Wondering about some things here and wondering if anybody may be familiar with an appointment abbreviation? I signed up on myhealthevet and noted an appointment for mental health, but it's not listed as any of my other past appointments. It's noted as "mh-pac" and I'm curious if anybody knows what that would mean? The appointment came to me rather oddly, so my suspiciousness was alerted since I'd never experienced an offer for an appointment for mh, without me requesting it, certainly not for a mh evaluation. Is this a new way of VA doing things? Anyways, if someone is familiar with that abbreviation, I'd very much appreciate your sharing any knowledge about it with me.

Then, I have a question regarding blood testing at VAMC? I suspect once I've placed myself under care of the VA medical, there's many things I am not aware of, but do we not have any privacy? I also noted that some drug tests were ran on me that I was not aware of. I don't do any type of illegal drugs, but it still bothered me that my pcp would have included drug testing with what I was surmising was a routine yearly exam, with the usual blood testing. I was very surprised that the blood test order had included for marijuana, cocaine, and I can't now remember what other drugs were being tested for, but all were illegal drugs. Of course, everything was negative as it well should be, but makes me question why she would do that? If asked about any drug use, I respond negative, since that is the truth. Am I to expect that what I say is not believed? Yet, that same doctor didn't catch important stuff from the blood test which is still boggling my mind and I don't know what to make of it.

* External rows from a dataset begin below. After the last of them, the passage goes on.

//! Duel Forge - Main Binary
//!
//! Runs strategy-vs-strategy duels from the command line and inspects the
//! card catalog.

use clap::{Parser, Subcommand, ValueEnum};
use duel_forge_rs::{
    core::CardKind,
    game::{Difficulty, DuelState, OpponentStrategy, Side, VerbosityLevel},
    loader::{CardCatalog, DeckLoader},
    zones::CardPile,
    Result,
};
use std::path::PathBuf;

/// Difficulty tier for a strategy-driven seat
#[derive(Debug, Clone, Copy, ValueEnum)]
enum DifficultyArg {
    Easy,
    Normal,
    Hard,
}

impl From<DifficultyArg> for Difficulty {
    fn from(arg: DifficultyArg) -> Self {
        match arg {
            DifficultyArg::Easy => Difficulty::Easy,
            DifficultyArg::Normal => Difficulty::Normal,
            DifficultyArg::Hard => Difficulty::Hard,
        }
    }
}

/// Verbosity level (accepts names or numbers)
#[derive(Debug, Clone, Copy)]
struct VerbosityArg(VerbosityLevel);

impl std::str::FromStr for VerbosityArg {
    type Err = String;

    fn from_str(s: &str) -> std::result::Result<Self, Self::Err> {
        match s.to_lowercase().as_str() {
            "silent" | "0" => Ok(VerbosityArg(VerbosityLevel::Silent)),
            "minimal" | "1" => Ok(VerbosityArg(VerbosityLevel::Minimal)),
            "normal" | "2" => Ok(VerbosityArg(VerbosityLevel::Normal)),
            "verbose" | "3" => Ok(VerbosityArg(VerbosityLevel::Verbose)),
            _ => Err(format!(
                "invalid verbosity level '{s}' (expected: silent/0, minimal/1, normal/2, verbose/3)"
            )),
        }
    }
}

#[derive(Parser)]
#[command(name = "duel")]
#[command(about = "Duel Forge - turn-based card duel engine", long_about = None)]
struct Cli {
    #[command(subcommand)]
    command: Commands,
}

#[derive(Subcommand)]
enum Commands {
    /// Run a strategy-vs-strategy duel
    Run {
        /// Seat 1 difficulty
        #[arg(long, value_enum, default_value = "normal")]
        p1: DifficultyArg,

        /// Seat 2 difficulty
        #[arg(long, value_enum, default_value = "normal")]
        p2: DifficultyArg,

        /// Seat 1 name
        #[arg(long, default_value = "Player 1")]
        p1_name: String,

        /// Seat 2 name
        #[arg(long, default_value = "Player 2")]
        p2_name: String,

        /// Card catalog file (JSON); builtin set when omitted
        #[arg(long, value_name = "CATALOG_FILE")]
        catalog: Option<PathBuf>,

        /// Set random seed for deterministic duels
        #[arg(long)]
        seed: Option<u64>,

        /// Maximum turns before calling the duel off
        #[arg(long, default_value_t = 200)]
        max_turns: u32,

        /// Verbosity level (0=silent, 1=minimal, 2=normal, 3=verbose)
        #[arg(long, short = 'v', default_value = "normal")]
        verbosity: VerbosityArg,
    },

    /// List the cards in the catalog
    Cards {
        /// Card catalog file (JSON); builtin set when omitted
        #[arg(long, value_name = "CATALOG_FILE")]
        catalog: Option<PathBuf>,
    },
}

fn load_catalog(path: Option<&PathBuf>) -> Result<CardCatalog> {
    let catalog = match path {
        Some(path) => CardCatalog::load_file(path)?,
        None => CardCatalog::builtin(),
    };
    for warning in &catalog.load_warnings {
        eprintln!("warning: {warning}");
    }
    Ok(catalog)
}

#[allow(clippy::too_many_arguments)]
fn run_duel(
    catalog: &CardCatalog,
    p1: Difficulty,
    p2: Difficulty,
    p1_name: &str,
    p2_name: &str,
    seed: Option<u64>,
    max_turns: u32,
    verbosity: VerbosityLevel,
) -> Result<()> {
    let mut state = DuelState::new(p1_name, p2_name, Side::Player, false);
    state.logger.set_verbosity(verbosity);
    if let Some(seed) = seed {
        state.seed_rng(seed);
    }

    for (side, difficulty) in [(Side::Player, p1), (Side::Opponent, p2)] {
        let list = if difficulty == Difficulty::Easy {
            DeckLoader::EASY_OPPONENT_DECK
        } else {
            DeckLoader::STARTER_DECK
        };
        let deck = DeckLoader::build(catalog, list)?;
        state.duelist_mut(side).deck = CardPile::from_cards(deck);
        state.shuffle_deck(side);
        state.duelist_mut(side).draw_initial_hand();
    }

    let seats = [
        OpponentStrategy::new(p1, Side::Player),
        OpponentStrategy::new(p2, Side::Opponent),
    ];
    while !state.ended && state.turn.turn_number <= max_turns {
        let seat = &seats[state.turn.active.index()];
        seat.take_turn(&mut state);
        if state.ended {
            break;
        }
        state.end_turn();
    }

    println!();
    match &state.outcome {
        Some(outcome) => {
            let winner = state.duelist_name(outcome.winner);
            println!("Winner: {winner} (after {} turns)", outcome.stats.turns);
        }
        None => println!("No winner after {max_turns} turns"),
    }
    println!(
        "Life points: {} {} - {} {}",
        state.duelist_name(Side::Player),
        state.duelist(Side::Player).life_points,
        state.duelist_name(Side::Opponent),
        state.duelist(Side::Opponent).life_points,
    );
    if let Some(mvp) = state.match_statistics().mvp_card {
        println!("Strongest fielded monster for {}: {mvp}", p1_name);
    }
    Ok(())
}

fn list_cards(catalog: &CardCatalog) {
    for card in catalog.iter() {
        match card.kind {
            CardKind::Monster => println!(
                "{:<22} monster  ATK {:<5} DEF {:<5} Lv {}  {}",
                card.name.as_str(),
                card.attack,
                card.defense,
                card.level,
                card.text
            ),
            CardKind::Spell => println!("{:<22} spell    {}", card.name.as_str(), card.text),
            CardKind::Trap => println!("{:<22} trap     {}", card.name.as_str(), card.text),
        }
    }
}

fn main() -> Result<()> {
    let cli = Cli::parse();

    match cli.command {
        Commands::Run {
            p1,
            p2,
            p1_name,
            p2_name,
            catalog,
            seed,
            max_turns,
            verbosity,
        } => {
            let catalog = load_catalog(catalog.as_ref())?;
            run_duel(
                &catalog,
                p1.into(),
                p2.into(),
                &p1_name,
                &p2_name,
                seed,
                max_turns,
                verbosity.0,
            )?;
        }
        Commands::Cards { catalog } => {
            let catalog = load_catalog(catalog.as_ref())?;
            list_cards(&catalog);
        }
    }
    Ok(())
}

Well, that's what I get for signing up for what I thought was a good thing, even as I'm not so sure I'm liking some of what I'm noting on there. I've had trouble with that same doctor in the past, so she is not my doctor anymore, but I find it troubling that I should have been alerted to what could be occuring with my body before I was finally diagnosed with Diabetes by an outside provider in an emergency situation. I raised a concern at the clinic after I was diagnosed, just days after I'd complained to my pcp at VA about the symptoms I was experiencing. I was sent for a blood glucose test, but was told that everything looked fine, so she didn't know what could be wrong. I was sent home with more questions than answers because I certainly did not feel well. Yet, in looking at the previous glucose testing that had been done on me at the clinic, there appears to be levels out of more normal range that I was never informed about. At that time, the VA was my only source of medical care. The outside diagnosis came from an immediate care facility because I was not convinced that nothing was wrong when I was feeling deathly ill still days after I'd visited my VA pcp, and it turned out that I was, indeed, diabetic and the extremely high sugar levels was making it critical.

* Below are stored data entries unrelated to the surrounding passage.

//! Main duel state structure
//!
//! `DuelState` is the single mutable home of a duel: both duelists, the
//! turn/phase machine, the targeting sub-state, the RNG, the logger, and
//! the presentation cue queue. All rules operations are synchronous
//! mutations of this value; pacing is the embedding layer's business.

use crate::core::{Duelist, EffectTrigger, TrapTrigger};
use crate::game::cues::{CueQueue, DuelOutcome, MatchStatistics, PresentationCue};
use crate::game::effect_engine::EffectContext;
use crate::game::logger::{DuelLogger, LogKind};
use crate::game::phase::{Phase, Side, TurnState};
use crate::game::targeting::TargetingState;
use crate::DuelError;
use rand::SeedableRng;
use rand_chacha::ChaCha12Rng;
use serde::{Deserialize, Serialize};
use std::cell::RefCell;

/// Credits awarded for winning a regular duel
pub const VICTORY_REWARD: u32 = 100;

#[derive(Debug, Clone, Serialize, Deserialize)]
pub struct DuelState {
    /// Both duelists, indexed by `Side::index()`
    pub duelists: [Duelist; 2],

    /// Turn number, active side, and phase
    pub turn: TurnState,

    /// Pending manual-target sub-state
    pub targeting: TargetingState,

    /// Hand card currently highlighted by the player (display state only)
    pub selected_hand_card: Option<usize>,

    /// Resolution lock: no second attack may start while one is in flight
    pub resolving_attack: bool,

    /// Latched once; blocks all further battle/effect mutation
    pub ended: bool,

    /// Terminal result, set when `ended` latches
    pub outcome: Option<DuelOutcome>,

    /// Tutorial mode lifts the summon limit and the first-turn attack ban
    pub tutorial: bool,

    /// Deterministic RNG for shuffling and strategy rolls.
    /// RefCell so decisions can borrow state immutably while rolling.
    pub rng: RefCell<ChaCha12Rng>,

    pub logger: DuelLogger,

    /// Queued animation/refresh/game-over cues for the embedding layer
    pub cues: CueQueue,
}

impl DuelState {
    pub fn new(
        player_name: impl Into<String>,
        opponent_name: impl Into<String>,
        starting: Side,
        tutorial: bool,
    ) -> Self {
        let mut player = Duelist::new(player_name.into());
        let mut opponent = Duelist::new(opponent_name.into());
        player.summon_limit_bypassed = tutorial;
        opponent.summon_limit_bypassed = tutorial;

        DuelState {
            duelists: [player, opponent],
            turn: TurnState::new(starting),
            targeting: TargetingState::Idle,
            selected_hand_card: None,
            resolving_attack: false,
            ended: false,
            outcome: None,
            tutorial,
            rng: RefCell::new(ChaCha12Rng::seed_from_u64(0)),
            logger: DuelLogger::new(),
            cues: CueQueue::new(),
        }
    }

    /// Set the RNG seed for deterministic duels. Call before deck shuffling.
    pub fn seed_rng(&mut self, seed: u64) {
        *self.rng.borrow_mut() = ChaCha12Rng::seed_from_u64(seed);
    }

    pub fn duelist(&self, side: Side) -> &Duelist {
        &self.duelists[side.index()]
    }

    pub fn duelist_mut(&mut self, side: Side) -> &mut Duelist {
        &mut self.duelists[side.index()]
    }

    /// Mutable access to (this side, other side) at once
    pub fn pair_mut(&mut self, side: Side) -> (&mut Duelist, &mut Duelist) {
        let [player, opponent] = &mut self.duelists;
        match side {
            Side::Player => (player, opponent),
            Side::Opponent => (opponent, player),
        }
    }

    pub fn duelist_name(&self, side: Side) -> String {
        self.duelist(side).name.to_string()
    }

    /// Narrate an event on the current turn
    pub fn narrate(&self, kind: LogKind, message: &str) {
        self.logger.log(kind, self.turn.turn_number, message);
    }

    /// Reject an action: log the reason, mutate nothing
    pub(crate) fn reject(&self, message: &str) -> bool {
        self.narrate(LogKind::System, message);
        false
    }

    pub(crate) fn log_illegal(&self, err: DuelError) {
        match err {
            DuelError::IllegalAction(message) => self.narrate(LogKind::System, &message),
            other => self.narrate(LogKind::Warning, &other.to_string()),
        }
    }

    /// Shuffle a duelist's deck with the match RNG
    pub fn shuffle_deck(&mut self, side: Side) {
        let mut rng = self.rng.borrow_mut();
        self.duelists[side.index()].deck.shuffle(&mut *rng);
    }

    /// Draw one card for a duelist, narrating the result.
    /// Drawing from an empty deck only flags deck-out (known gap: no loss).
    pub fn draw_for(&mut self, side: Side) -> bool {
        let name = self.duelist_name(side);
        let turn = self.turn.turn_number;
        if self.duelists[side.index()].draw_card() {
            self.logger
                .log_fmt(LogKind::Draw, turn, format_args!("{name} draws a card"));
            true
        } else {
            self.logger.log_fmt(
                LogKind::System,
                turn,
                format_args!("{name} has no cards left to draw!"),
            );
            false
        }
    }

    fn check_actionable(&self, side: Side) -> bool {
        if self.ended {
            return false;
        }
        if self.turn.active != side {
            return self.reject("it is not your turn");
        }
        if self.targeting.is_pending() {
            return self.reject("choose a target for the pending effect first");
        }
        true
    }

    /// Normal-summon a monster, firing on-summon effects and trap responses
    pub fn summon(
        &mut self,
        side: Side,
        hand_index: usize,
        field_slot: usize,
        tributes: &[usize],
    ) -> bool {
        if !self.check_actionable(side) {
            return false;
        }
        if !self.turn.phase.is_main() {
            return self.reject("monsters can only be played in a main phase");
        }

        let tribute_count = tributes.len();
        match self.duelists[side.index()].summon_monster(hand_index, field_slot, tributes) {
            Err(err) => {
                self.log_illegal(err);
                false
            }
            Ok(slot) => {
                self.selected_hand_card = None;
                let name = self.duelist_name(side);
                if let Some(card) = self.duelist(side).field.monster(slot).cloned() {
                    if tribute_count > 0 {
                        self.narrate(
                            LogKind::Summon,
                            &format!(
                                "{name} tributes {tribute_count} and summons {}",
                                card.name()
                            ),
                        );
                    } else {
                        self.narrate(LogKind::Summon, &format!("{name} summons {}", card.name()));
                    }
                    self.check_reactive_effect(
                        &card,
                        EffectTrigger::OnSummon,
                        side,
                        EffectContext::on_slot(slot),
                    );
                }
                self.check_trap_response(TrapTrigger::Summon, EffectContext::default());
                self.cues.push(PresentationCue::Refresh);
                true
            }
        }
    }

    /// Set a monster face-down in defense position
    pub fn set_monster(&mut self, side: Side, hand_index: usize, field_slot: usize) -> bool {
        if !self.check_actionable(side) {
            return false;
        }
        if !self.turn.phase.is_main() {
            return self.reject("monsters can only be played in a main phase");
        }

        match self.duelists[side.index()].set_monster(hand_index, field_slot) {
            Err(err) => {
                self.log_illegal(err);
                false
            }
            Ok(_) => {
                self.selected_hand_card = None;
                let name = self.duelist_name(side);
                self.narrate(LogKind::System, &format!("{name} set a monster"));
                self.cues.push(PresentationCue::Refresh);
                true
            }
        }
    }

    /// Set a spell or trap face-down
    pub fn set_spell_trap(&mut self, side: Side, hand_index: usize, field_slot: usize) -> bool {
        if !self.check_actionable(side) {
            return false;
        }
        if !self.turn.phase.is_main() {
            return self.reject("spells and traps can only be set in a main phase");
        }

        match self.duelists[side.index()].set_spell_trap(hand_index, field_slot) {
            Err(err) => {
                self.log_illegal(err);
                false
            }
            Ok(_) => {
                self.selected_hand_card = None;
                let name = self.duelist_name(side);
                self.narrate(LogKind::System, &format!("{name} set a card"));
                self.cues.push(PresentationCue::Refresh);
                true
            }
        }
    }

    /// Toggle a monster's battle position
    pub fn change_position(&mut self, side: Side, field_slot: usize) -> bool {
        if !self.check_actionable(side) {
            return false;
        }
        if self.turn.phase == Phase::Battle {
            return self.reject("positions cannot change during the battle phase");
        }

        match self.duelists[side.index()].change_monster_position(field_slot) {
            Err(err) => {
                self.log_illegal(err);
                false
            }
            Ok(position) => {
                let card_name = self
                    .duelist(side)
                    .field
                    .monster(field_slot)
                    .map(|c| c.name().to_string())
                    .unwrap_or_default();
                self.narrate(
                    LogKind::System,
                    &format!("{card_name} is now in {} position", position.label()),
                );
                self.cues.push(PresentationCue::Refresh);
                true
            }
        }
    }

    /// Record which hand card the player is pointing at (display state)
    pub fn select_card_from_hand(&mut self, side: Side, hand_index: usize) -> bool {
        if self.ended || self.turn.active != side || self.turn.phase == Phase::Battle {
            return false;
        }
        if self.duelist(side).hand.get(hand_index).is_none() {
            return false;
        }
        self.selected_hand_card = Some(hand_index);
        true
    }

    /// Main 1 -> Battle. Blocked on turn 1 outside tutorial mode.
    pub fn enter_battle_phase(&mut self, side: Side) -> bool {
        if !self.check_actionable(side) {
            return false;
        }
        if self.turn.turn_number == 1 && !self.tutorial {
            return self.reject("you cannot attack on the first turn");
        }
        if self.turn.phase != Phase::Main1 {
            return self.reject("the battle phase has already passed");
        }
        self.turn.phase = Phase::Battle;
        self.narrate(LogKind::System, "--- Battle Phase ---");
        self.cues.push(PresentationCue::Refresh);
        true
    }

    /// Battle -> Main 2
    pub fn advance_to_main2(&mut self, side: Side) -> bool {
        if self.ended || self.turn.active != side {
            return false;
        }
        if self.turn.phase != Phase::Battle {
            return self.reject("not in the battle phase");
        }
        self.turn.phase = Phase::Main2;
        self.narrate(LogKind::System, "--- Main Phase 2 ---");
        self.cues.push(PresentationCue::Refresh);
        true
    }

    /// End the active duelist's turn: expire temporary effects, reset turn
    /// flags, hand over, and draw for the new active duelist.
    pub fn end_turn(&mut self) {
        if self.ended {
            return;
        }
        let side = self.turn.active;
        let name = self.duelist_name(side);
        self.narrate(LogKind::TurnEnd, &format!("End of {name}'s turn"));

        self.process_end_of_turn_effects(side);
        self.duelists[side.index()].reset_turn_flags();
        self.targeting = TargetingState::Idle;
        self.selected_hand_card = None;

        self.turn.next_turn();
        let new_side = self.turn.active;
        let new_name = self.duelist_name(new_side);
        self.narrate(
            LogKind::TurnStart,
            &format!("{new_name}'s turn (turn {})", self.turn.turn_number),
        );
        if self.turn.turn_number > 1 {
            self.draw_for(new_side);
        }
        self.cues.push(PresentationCue::Refresh);
    }

    /// Apply life-point damage with narration; no-op for amounts <= 0
    pub(crate) fn apply_damage(&mut self, side: Side, amount: i32, prefix: &str) {
        if amount <= 0 {
            return;
        }
        self.duelists[side.index()].take_damage(amount);
        let name = self.duelist_name(side);
        let turn = self.turn.turn_number;
        if prefix.is_empty() {
            self.logger.log_fmt(
                LogKind::Damage,
                turn,
                format_args!("{name} takes {amount} damage"),
            );
        } else {
            self.logger.log_fmt(
                LogKind::Damage,
                turn,
                format_args!("{prefix} {name} takes {amount} damage"),
            );
        }
        self.cues.push(PresentationCue::Damage { side, amount });
    }

    /// Latch the game-over state once either duelist has lost.
    /// Returns whether the duel is over.
    pub fn check_duel_end(&mut self) -> bool {
        if self.ended {
            return true;
        }
        let player_lost = self.duelists[Side::Player.index()].has_lost();
        let opponent_lost = self.duelists[Side::Opponent.index()].has_lost();
        if !player_lost && !opponent_lost {
            return false;
        }

        self.ended = true;
        // Checked in this order: a simultaneous wipe counts as a player loss
        let winner = if player_lost {
            Side::Player.other()
        } else {
            Side::Player
        };
        let reward = if winner == Side::Player && !self.tutorial {
            VICTORY_REWARD
        } else {
            0
        };

        let name = self.duelist_name(winner);
        self.narrate(LogKind::DuelEnd, &format!("{name} wins the duel"));
        if reward > 0 {
            self.narrate(LogKind::System, &format!("Reward: {reward} credits"));
        }

        let outcome = DuelOutcome {
            winner,
            reward,
            stats: self.match_statistics(),
        };
        self.outcome = Some(outcome.clone());
        self.cues.push(PresentationCue::DuelOver(outcome));
        true
    }

    /// End-of-duel statistics from the player's perspective
    pub fn match_statistics(&self) -> MatchStatistics {
        let player = self.duelist(Side::Player);
        let mvp_card = player
            .field
            .occupied_monsters()
            .map(|(_, c)| c)
            .chain(player.graveyard.iter())
            .filter(|c| c.is_monster())
            .max_by_key(|c| c.attack_without_temp())
            .map(|c| c.name().clone());

        MatchStatistics {
            turns: self.turn.turn_number,
            player_final_lp: player.life_points,
            opponent_final_lp: self.duelist(Side::Opponent).life_points,
            mvp_card,
        }
    }
}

Now, as I look at the posted lab results I note that the testing from my last visit to that pcp with diabetic symptoms has been left out. I know that I need to get up to the clinic and request a copy of my file for that time period, inclduing the lab tests, but it seems curious that the time frame in question is not also listed, even as everything else is. It could be an honest mistake (I'm trying to be real fair in my thining), but have medical information ever been known to disappear from the chart?

Thank you very much to anyone that may have a response to my questions. I truly appreciate it. Please, everyone, may you all have a beautiful day!!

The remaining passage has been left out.